B:
What if we just made the same drink, over and over again?
Perhaps that simple conceit was the seed for ROX #40. A quarter century later, I can only puzzle over the evidence.
We'd all been living together in that big house on Dunn for a couple months, but ROX #40 is the first episode that shows us hanging at the crib. J mixes a drink on the back porch, and then we circle through the neighborhood, eventually coming back for another round, again and again. J mixes the “Apple B.J.” five times in all.
It's kind of like an impromptu dance. The themes of circularity and cyclicity just keep coming back up, with variations. There's a structural elegance to this episode that I still find compelling, with form and content producing an overall unity of effect. The spinning camerawork might eventually induce nausea, but that only reinforces the sense of becoming inebriated. J certainly does a good impression of getting drunker as the show progresses. In this case, at least, it's an act. We'd have been well and truly sloshed if we were drinking real booze, but for once our claim of “simulated alcohol” was true.
The true mind-altering ingredient was of course cannabis. The herbal infusion was administered midway through the show, resulting in a boisterous improvised jam session. If the cigarette lighter motif doesn't tip you off, note that we're sitting around a hookah in the middle of our living room. Kelley commandeers the camera at Andrew's apartment for a meditation on shapes that feels downright trippy. (Note the formative nomenclature: Kelley and Andrew would become known as Worm and Mr. G, respectively, in just a couple episodes.)
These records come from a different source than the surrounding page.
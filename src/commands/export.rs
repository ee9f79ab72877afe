use chrono::Local;
use std::fs::File;
use std::io::{self, Write};
use std::path::PathBuf;

use crate::error::Result;
use crate::models::JobConfig;
use crate::services::write_merged_rows;

pub fn run(config: JobConfig, price_csv: Option<PathBuf>, output: Option<PathBuf>) {
    match run_export(&config, price_csv, output) {
        Ok(()) => {}
        Err(e) => {
            eprintln!("❌ Export failed: {}", e);
            std::process::exit(1);
        }
    }
}

fn run_export(
    config: &JobConfig,
    price_csv: Option<PathBuf>,
    output: Option<PathBuf>,
) -> Result<()> {
    let runtime = super::build_runtime()?;
    let today = Local::now().date_naive();

    let progress = match output {
        Some(_) => super::Progress::Stdout,
        None => super::Progress::Stderr,
    };
    let rows =
        runtime.block_on(super::collect_rows(config, price_csv.as_deref(), today, progress))?;

    match output {
        Some(path) => {
            write_merged_rows(File::create(&path)?, &rows)?;
            println!("💾 Wrote {} rows to {}", rows.len(), path.display());
        }
        None => {
            let mut stdout = io::stdout().lock();
            write_merged_rows(&mut stdout, &rows)?;
            stdout.flush()?;
        }
    }

    Ok(())
}
mod chip;
mod daily_bar;
mod job_config;
mod merged_row;
mod panel;
mod price_row;
pub mod indicators;

pub use chip::{ChipFetch, ChipField, ChipRow, ChipSource, ChipValues};
pub use daily_bar::DailyBar;
pub use job_config::JobConfig;
pub use merged_row::MergedRow;
pub use panel::PanelKind;
pub use price_row::{IndicatorRow, PriceRow};

/// Price series for a single instrument, oldest first
pub type PriceSeries = Vec<PriceRow>;
fn main() {
    chipboard::cli::run();
}
//! Webhook delivery of the rendered dashboard

use chrono::NaiveDate;
use reqwest::multipart::{Form, Part};
use reqwest::Client;
use std::path::PathBuf;
use std::time::Duration;
use tracing::info;

use crate::constants::HTTP_TIMEOUT_SECS;
use crate::error::{Error, Result};

/// Image plus the message posted alongside it
#[derive(Debug, Clone, PartialEq)]
pub struct Notification {
    pub image_path: PathBuf,
    pub caption: String,
}

impl Notification {
    pub fn new(image_path: PathBuf, caption: String) -> Self {
        Self { image_path, caption }
    }

    /// Dashboard notification with the standard caption for `symbol` on `date`
    pub fn dashboard(image_path: PathBuf, symbol: &str, date: NaiveDate) -> Self {
        Self::new(image_path, caption_for(symbol, date))
    }
}

/// `📊 **2313 自動籌碼戰情分析** (2024-01-05)`
pub fn caption_for(symbol: &str, date: NaiveDate) -> String {
    format!("📊 **{} 自動籌碼戰情分析** ({})", symbol, date.format("%Y-%m-%d"))
}

/// Delivers a notification somewhere
#[allow(async_fn_in_trait)]
pub trait Notifier {
    async fn send(&self, notification: &Notification) -> Result<()>;
}

/// Discord-style webhook: multipart POST with `content` and `file` parts
pub struct WebhookNotifier {
    endpoint: String,
    client: Client,
}

impl WebhookNotifier {
    pub fn new(endpoint: String) -> Result<Self> {
        if !endpoint.starts_with("http://") && !endpoint.starts_with("https://") {
            return Err(Error::Config(format!("Invalid webhook endpoint: {}", endpoint)));
        }

        let client = Client::builder()
            .timeout(Duration::from_secs(HTTP_TIMEOUT_SECS))
            .build()?;

        Ok(Self { endpoint, client })
    }

    fn build_form(notification: &Notification, bytes: Vec<u8>) -> Result<Form> {
        let file_name = notification
            .image_path
            .file_name()
            .and_then(|n| n.to_str())
            .unwrap_or("dashboard.png")
            .to_string();

        let part = Part::bytes(bytes)
            .file_name(file_name)
            .mime_str("image/png")?;

        Ok(Form::new()
            .text("content", notification.caption.clone())
            .part("file", part))
    }
}

impl Notifier for WebhookNotifier {
    async fn send(&self, notification: &Notification) -> Result<()> {
        let bytes = tokio::fs::read(&notification.image_path).await?;
        let size = bytes.len();
        let form = Self::build_form(notification, bytes)?;

        let response = self.client.post(&self.endpoint).multipart(form).send().await?;
        let status = response.status();
        if !status.is_success() {
            let body = response.text().await.unwrap_or_default();
            return Err(Error::Network(format!(
                "Webhook returned HTTP {}: {}",
                status.as_u16(),
                body.chars().take(200).collect::<String>()
            )));
        }

        info!("Delivered {} ({} bytes) to webhook", notification.image_path.display(), size);
        Ok(())
    }
}

#[cfg(test)]
mod tests {
    use super::*;
    use std::cell::RefCell;

    struct RecordingNotifier {
        sent: RefCell<Vec<Notification>>,
    }

    impl Notifier for RecordingNotifier {
        async fn send(&self, notification: &Notification) -> Result<()> {
            self.sent.borrow_mut().push(notification.clone());
            Ok(())
        }
    }

    #[test]
    fn test_caption_format() {
        let date = NaiveDate::from_ymd_opt(2024, 1, 5).unwrap();
        assert_eq!(caption_for("2313", date), "📊 **2313 自動籌碼戰情分析** (2024-01-05)");
    }

    #[test]
    fn test_dashboard_notification() {
        let date = NaiveDate::from_ymd_opt(2024, 3, 9).unwrap();
        let n = Notification::dashboard(PathBuf::from("out/dashboard.png"), "2330", date);
        assert_eq!(n.image_path, PathBuf::from("out/dashboard.png"));
        assert!(n.caption.contains("2330"));
        assert!(n.caption.ends_with("(2024-03-09)"));
    }

    #[test]
    fn test_rejects_non_http_endpoint() {
        assert!(matches!(
            WebhookNotifier::new("discord.com/api/webhooks/1".to_string()),
            Err(Error::Config(_))
        ));
        assert!(WebhookNotifier::new("https://discord.com/api/webhooks/1/abc".to_string()).is_ok());
    }

    #[tokio::test]
    async fn test_missing_image_is_io_error() {
        let notifier = WebhookNotifier::new("http://127.0.0.1:9/hook".to_string()).unwrap();
        let n = Notification::new(PathBuf::from("/nonexistent/dashboard.png"), "x".to_string());
        assert!(matches!(notifier.send(&n).await, Err(Error::Io(_))));
    }

    #[tokio::test]
    async fn test_notifier_trait_seam() {
        let notifier = RecordingNotifier { sent: RefCell::new(Vec::new()) };
        let n = Notification::new(PathBuf::from("dashboard.png"), "hello".to_string());
        notifier.send(&n).await.unwrap();
        assert_eq!(notifier.sent.borrow().as_slice(), &[n]);
    }
}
Again our interest in the sheer ugliness of modern life is on display, but this time it finds a surprising counterpoint as we stumble into Wylie House — built in 1835, it's now a historic house museum just steps from our rental. We're given a guided tour by the curator, quite by random accident. As a journalist noted later, this segment has an “almost reverent” tone, a distinct shift from our usual mode of operation. I'll wager this is also one of the few times Cypress Hill and Joni Mitchell are juxtaposed in the same soundtrack.
Despite touching on some serious and even dark topics toward the end, this show has a light and airy feel. It seems so casual and offhand, an effortless trifle. Nevertheless it did generate some ripple effects.
1) Our call for new gods was answered. See ROX #44.
2) Our neighbor Chance made a “chance” appearance, and this came back up in ROX #46.
3) We sang the name of a local photographer to the tune of “Ride of the Valkyries.” It was a moment of pure silliness, but the woman in question tracked me down and confronted me while I was editing at BCAT. She hadn't seen the show herself, but her journalism students had — a lot of them, apparently. She associated Wagner with Nazism and thought we were trying to smear her name. I apologized and explained we were actually ardent anti-facists, and so we shook hands and parted on good terms.
Footnotes: A remark from Xy indicates this program was shot on 19 September 1993, the Sunday before our wedding. The third installment of Anarchy Diary is the only segment that was (possibly) not taped on the same day. Terry's musings on credit cards and bankruptcy foreshadow my own bankruptcy five years later. This segment would not appear again until our third season, though ROX #55 (when he finally took on the alias of TBlack) should probably have been presented as a fourth installment.